Recorded information:
# # # #
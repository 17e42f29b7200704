//! `rowan` integration and Bluespec syntax kinds.
//!
//! This module defines the `SyntaxKind` enum covering all tokens and
//! non-terminal nodes produced by the parser. The enumeration tags elements of
//! the lossless `rowan` tree and doubles as the token kind seen by the
//! expression, statement and declaration parsers. The `BsvLanguage` newtype
//! implements `rowan::Language` using conversions provided by `num_derive`.

use num_derive::{FromPrimitive as FromPrimitiveDerive, ToPrimitive as ToPrimitiveDerive};
use num_traits::{FromPrimitive, ToPrimitive};
use rowan::Language as RowanLanguage;
use rowan::SyntaxKind as RowanSyntaxKind;

/// Every possible token or node in the syntax tree.
#[derive(
    Clone, Copy, Debug, PartialEq, Eq, PartialOrd, Ord, Hash, FromPrimitiveDerive, ToPrimitiveDerive,
)]
#[repr(u16)]
#[expect(non_camel_case_types, reason = "kind names mirror token classes")]
pub enum SyntaxKind {
    // Trivia
    T_COMMENT,
    T_WHITESPACE,
    // Identifiers and literals
    T_IDENT,
    T_TYPE_IDENT,
    T_SYSTEM_IDENT,
    T_INT,
    T_FILL,
    T_REAL,
    T_STRING,
    // Punctuation
    T_LPAREN,
    T_RPAREN,
    T_LBRACE,
    T_RBRACE,
    T_LBRACKET,
    T_RBRACKET,
    T_ATTR_OPEN,
    T_ATTR_CLOSE,
    T_SEMI,
    T_COMMA,
    T_DOT,
    T_DOT_DOT,
    T_COLON,
    T_COLON_COLON,
    T_HASH,
    T_QUESTION,
    T_EQ,
    T_EQEQ,
    T_NEQ,
    T_LT,
    T_LTE,
    T_GT,
    T_GTE,
    T_SHL,
    T_SHR,
    T_LARROW,
    T_PLUS,
    T_MINUS,
    T_STAR,
    T_SLASH,
    T_PERCENT,
    T_BANG,
    T_TILDE,
    T_AMP,
    T_TILDE_AMP,
    T_PIPE,
    T_TILDE_PIPE,
    T_CARET,
    T_CARET_TILDE,
    T_TILDE_CARET,
    T_AMP_AMP,
    T_AMP_AMP_AMP,
    T_PIPE_PIPE,
    // Keywords
    K_ACTION,
    K_ACTIONVALUE,
    K_BEGIN,
    K_BIT,
    K_CASE,
    K_ELSE,
    K_END,
    K_ENDACTION,
    K_ENDACTIONVALUE,
    K_ENDCASE,
    K_ENDFUNCTION,
    K_ENDINSTANCE,
    K_ENDINTERFACE,
    K_ENDMETHOD,
    K_ENDMODULE,
    K_ENDPACKAGE,
    K_ENDRULE,
    K_ENDTYPECLASS,
    K_EXPORT,
    K_FOR,
    K_FUNCTION,
    K_IF,
    K_IMPORT,
    K_INSTANCE,
    K_INTERFACE,
    K_LET,
    K_MATCHES,
    K_METHOD,
    K_MODULE,
    K_NUMERIC,
    K_PACKAGE,
    K_PARAMETER,
    K_PROVISOS,
    K_RETURN,
    K_RULE,
    K_STRING,
    K_TAGGED,
    K_TYPE,
    K_TYPECLASS,
    K_TYPEDEF,
    K_VALUEOF,
    K_WHILE,
    // Nodes
    N_SOURCE_FILE,
    N_PACKAGE,
    N_EXPORT_DECL,
    N_IMPORT_DECL,
    N_INTERFACE_DECL,
    N_MODULE_DEF,
    N_FUNCTION_DEF,
    N_VAR_DECL,
    N_VAR_ASSIGN,
    N_RULE,
    N_METHOD_DEF,
    N_SUBINTERFACE_DEF,
    // Special
    N_ERROR,
}

impl SyntaxKind {
    /// Whitespace and comments: kept in the CST, never seen by the parser.
    #[must_use]
    pub fn is_trivia(self) -> bool {
        matches!(self, Self::T_WHITESPACE | Self::T_COMMENT)
    }

    /// Reserved words resolved from the identifier pattern.
    #[must_use]
    pub fn is_keyword(self) -> bool {
        (Self::K_ACTION..=Self::K_WHILE).contains(&self)
    }

    /// Keywords that close a block or declaration body.
    ///
    /// Statement and declaration loops stop at any of these so a misplaced
    /// closer is reported once by the owning production instead of being
    /// swallowed by recovery.
    #[must_use]
    pub fn is_block_closer(self) -> bool {
        matches!(
            self,
            Self::K_END
                | Self::K_ENDACTION
                | Self::K_ENDACTIONVALUE
                | Self::K_ENDCASE
                | Self::K_ENDFUNCTION
                | Self::K_ENDINSTANCE
                | Self::K_ENDINTERFACE
                | Self::K_ENDMETHOD
                | Self::K_ENDMODULE
                | Self::K_ENDPACKAGE
                | Self::K_ENDRULE
                | Self::K_ENDTYPECLASS
        )
    }

    /// Human readable description used in diagnostics.
    #[must_use]
    pub fn describe(self) -> &'static str {
        match self {
            Self::T_COMMENT => "comment",
            Self::T_WHITESPACE => "whitespace",
            Self::T_IDENT => "identifier",
            Self::T_TYPE_IDENT => "type identifier",
            Self::T_SYSTEM_IDENT => "system identifier",
            Self::T_INT => "integer literal",
            Self::T_FILL => "fill literal",
            Self::T_REAL => "real literal",
            Self::T_STRING => "string literal",
            Self::T_LPAREN => "`(`",
            Self::T_RPAREN => "`)`",
            Self::T_LBRACE => "`{`",
            Self::T_RBRACE => "`}`",
            Self::T_LBRACKET => "`[`",
            Self::T_RBRACKET => "`]`",
            Self::T_ATTR_OPEN => "`(*`",
            Self::T_ATTR_CLOSE => "`*)`",
            Self::T_SEMI => "`;`",
            Self::T_COMMA => "`,`",
            Self::T_DOT => "`.`",
            Self::T_DOT_DOT => "`..`",
            Self::T_COLON => "`:`",
            Self::T_COLON_COLON => "`::`",
            Self::T_HASH => "`#`",
            Self::T_QUESTION => "`?`",
            Self::T_EQ => "`=`",
            Self::T_EQEQ => "`==`",
            Self::T_NEQ => "`!=`",
            Self::T_LT => "`<`",
            Self::T_LTE => "`<=`",
            Self::T_GT => "`>`",
            Self::T_GTE => "`>=`",
            Self::T_SHL => "`<<`",
            Self::T_SHR => "`>>`",
            Self::T_LARROW => "`<-`",
            Self::T_PLUS => "`+`",
            Self::T_MINUS => "`-`",
            Self::T_STAR => "`*`",
            Self::T_SLASH => "`/`",
            Self::T_PERCENT => "`%`",
            Self::T_BANG => "`!`",
            Self::T_TILDE => "`~`",
            Self::T_AMP => "`&`",
            Self::T_TILDE_AMP => "`~&`",
            Self::T_PIPE => "`|`",
            Self::T_TILDE_PIPE => "`~|`",
            Self::T_CARET => "`^`",
            Self::T_CARET_TILDE => "`^~`",
            Self::T_TILDE_CARET => "`~^`",
            Self::T_AMP_AMP => "`&&`",
            Self::T_AMP_AMP_AMP => "`&&&`",
            Self::T_PIPE_PIPE => "`||`",
            Self::K_ACTION => "`action`",
            Self::K_ACTIONVALUE => "`actionvalue`",
            Self::K_BEGIN => "`begin`",
            Self::K_BIT => "`bit`",
            Self::K_CASE => "`case`",
            Self::K_ELSE => "`else`",
            Self::K_END => "`end`",
            Self::K_ENDACTION => "`endaction`",
            Self::K_ENDACTIONVALUE => "`endactionvalue`",
            Self::K_ENDCASE => "`endcase`",
            Self::K_ENDFUNCTION => "`endfunction`",
            Self::K_ENDINSTANCE => "`endinstance`",
            Self::K_ENDINTERFACE => "`endinterface`",
            Self::K_ENDMETHOD => "`endmethod`",
            Self::K_ENDMODULE => "`endmodule`",
            Self::K_ENDPACKAGE => "`endpackage`",
            Self::K_ENDRULE => "`endrule`",
            Self::K_ENDTYPECLASS => "`endtypeclass`",
            Self::K_EXPORT => "`export`",
            Self::K_FOR => "`for`",
            Self::K_FUNCTION => "`function`",
            Self::K_IF => "`if`",
            Self::K_IMPORT => "`import`",
            Self::K_INSTANCE => "`instance`",
            Self::K_INTERFACE => "`interface`",
            Self::K_LET => "`let`",
            Self::K_MATCHES => "`matches`",
            Self::K_METHOD => "`method`",
            Self::K_MODULE => "`module`",
            Self::K_NUMERIC => "`numeric`",
            Self::K_PACKAGE => "`package`",
            Self::K_PARAMETER => "`parameter`",
            Self::K_PROVISOS => "`provisos`",
            Self::K_RETURN => "`return`",
            Self::K_RULE => "`rule`",
            Self::K_STRING => "`string`",
            Self::K_TAGGED => "`tagged`",
            Self::K_TYPE => "`type`",
            Self::K_TYPECLASS => "`typeclass`",
            Self::K_TYPEDEF => "`typedef`",
            Self::K_VALUEOF => "`valueOf`",
            Self::K_WHILE => "`while`",
            Self::N_SOURCE_FILE => "source file",
            Self::N_PACKAGE => "package",
            Self::N_EXPORT_DECL => "export declaration",
            Self::N_IMPORT_DECL => "import declaration",
            Self::N_INTERFACE_DECL => "interface declaration",
            Self::N_MODULE_DEF => "module definition",
            Self::N_FUNCTION_DEF => "function definition",
            Self::N_VAR_DECL => "variable declaration",
            Self::N_VAR_ASSIGN => "variable assignment",
            Self::N_RULE => "rule",
            Self::N_METHOD_DEF => "method definition",
            Self::N_SUBINTERFACE_DEF => "subinterface definition",
            Self::N_ERROR => "invalid text",
        }
    }
}

/// Newtype wrapper allowing `rowan` to store `SyntaxKind` values.
#[derive(Debug, Clone, Copy, PartialEq, Eq, PartialOrd, Ord, Hash)]
pub struct BsvLanguage;

impl RowanLanguage for BsvLanguage {
    type Kind = SyntaxKind;

    fn kind_from_raw(raw: RowanSyntaxKind) -> Self::Kind {
        SyntaxKind::from_u16(raw.0).unwrap_or(SyntaxKind::N_ERROR)
    }

    fn kind_to_raw(kind: Self::Kind) -> RowanSyntaxKind {
        RowanSyntaxKind(
            kind.to_u16()
                .unwrap_or_else(|| unreachable!("all SyntaxKind variants map to u16")),
        )
    }
}

/// Convenience alias for nodes of the lossless tree.
pub type SyntaxNode = rowan::SyntaxNode<BsvLanguage>;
# # # #
Work task: Across the lines of the material above, tally those holding the word "ToPrimitiveDerive" and state the number by itself.

Final answer: 2